Objectives FDG is useful in assessing treatment response but flare responses have been described in hormonal therapies of breast cancer. FLT has also been applied in this setting. To better understand molecular mechanisms associated with aromatase inhibitor therapy, we used a gene array technique to compare the glycolytic and DNA synthesis pathway messages before and soon after treatment with the aromatase inhibitor, Letrozole, at the cellular level to help inform choice of radiotracers.

Methods A public microarray database was used (Gene Expression Omnibus: GSE5462).
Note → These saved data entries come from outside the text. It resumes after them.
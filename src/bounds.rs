//! Multiplicative bounds on the error introduced by the weight reduction.
//!
//! Each weighted variable whose weight was rounded by the reduction contributes
//! one [`Adjustment`]. Since the weight of a solution is a product of literal
//! weights, per-literal correction ratios compose multiplicatively, and
//! [`Bounds`] keeps the running products for the lower and upper side.

use std::fmt;

use crate::rational::Rational;
use crate::types::Var;

/// The true weight of a positive literal and the weight the reduction used
/// in its place.
#[derive(Debug, Copy, Clone, PartialEq)]
pub struct Adjustment {
    pub var: Option<Var>,
    pub real: Rational,
    pub approx: Rational,
}

impl Adjustment {
    pub fn new(real: Rational, approx: Rational) -> Self {
        Self { var: None, real, approx }
    }

    pub fn with_var(self, var: Var) -> Self {
        Self { var: Some(var), ..self }
    }
}

/// Running multiplicative correction factors `(lower, upper)`.
///
/// Both start at `1.0` and are only ever divided by per-literal ratios.
#[derive(Debug, Copy, Clone, PartialEq)]
pub struct Bounds {
    pub lower: f64,
    pub upper: f64,
}

impl Default for Bounds {
    fn default() -> Self {
        Self { lower: 1.0, upper: 1.0 }
    }
}

impl Bounds {
    pub fn new() -> Self {
        Self::default()
    }

    /// Folds one literal adjustment into the bounds.
    ///
    /// When `approx == real` the second branch is taken; both ratios are 1.
    pub fn absorb(&mut self, adjustment: &Adjustment) {
        let real = adjustment.real.value();
        let approx = adjustment.approx.value();

        if approx < real {
            // Positive literal was under-approximated.
            self.upper /= approx / real;
            self.lower /= (1.0 - approx) / (1.0 - real);
        } else {
            // Negative literal was under-approximated.
            self.lower /= approx / real;
            self.upper /= (1.0 - approx) / (1.0 - real);
        }
    }
}

impl<'a> Extend<&'a Adjustment> for Bounds {
    fn extend<I: IntoIterator<Item = &'a Adjustment>>(&mut self, iter: I) {
        for adjustment in iter {
            self.absorb(adjustment);
        }
    }
}

impl<'a> FromIterator<&'a Adjustment> for Bounds {
    fn from_iter<I: IntoIterator<Item = &'a Adjustment>>(iter: I) -> Self {
        let mut bounds = Bounds::new();
        bounds.extend(iter);
        bounds
    }
}

impl fmt::Display for Bounds {
    fn fmt(&self, f: &mut fmt::Formatter<'_>) -> fmt::Result {
        write!(f, "[{}, {}]", self.lower, self.upper)
    }
}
We analyzed data from 52 breast cancer patients before and after taking Letrozle for 10 to 14 days (clinical reponse:36 and no response: 16). 14,500 well-characterized human genes were measured before and after 10-14 days of treatment. The raw data were normalized with RMA software. Changes in gene expression were analyzed by Spotfire software to evaluate messages related to the glycolytic pathway (FDG uptake) and DNA synthesis (FLT uptake). ROC analysis was performed using SPSS for change in message at 10-14 days vs. final pathological response post-completion of therapy (90 days).

Results Thymidylate synthetase (TYMS), thymidine kinase 1 (TK1), and Ki67 mRNA levels decreased after Letrozole (p< 0.001). The glucose transporter 1(SLC2A1) and Hexokinase 1 (HK1) also decreased but the p values were borderline. ROC analysis demonstrated that drop in TYMS (0.668 ± 0.084; 95%CI 0.505-0.832) and TK1 (0.639 ± 0.081; 95%CI 0.481-0.797) had better detection of early response than Ki 67 (0.542 ± 0.081; 95%CI 0.382-0.701), SLC2A1 (0.595 ± 0.079; 95%CI 0.442-0.749), or HK1 (0.446 ± 0.093; 95%CI 0.263-0.629).

Conclusions Letrozole appears to have more substantial early effects on the DNA synthetic pathway than on glycolysis in this pre-clinical study. These molecular findings suggest FLT PET may have advantages over FDG to assess the early response to Letrozole , though clinical validation is essential.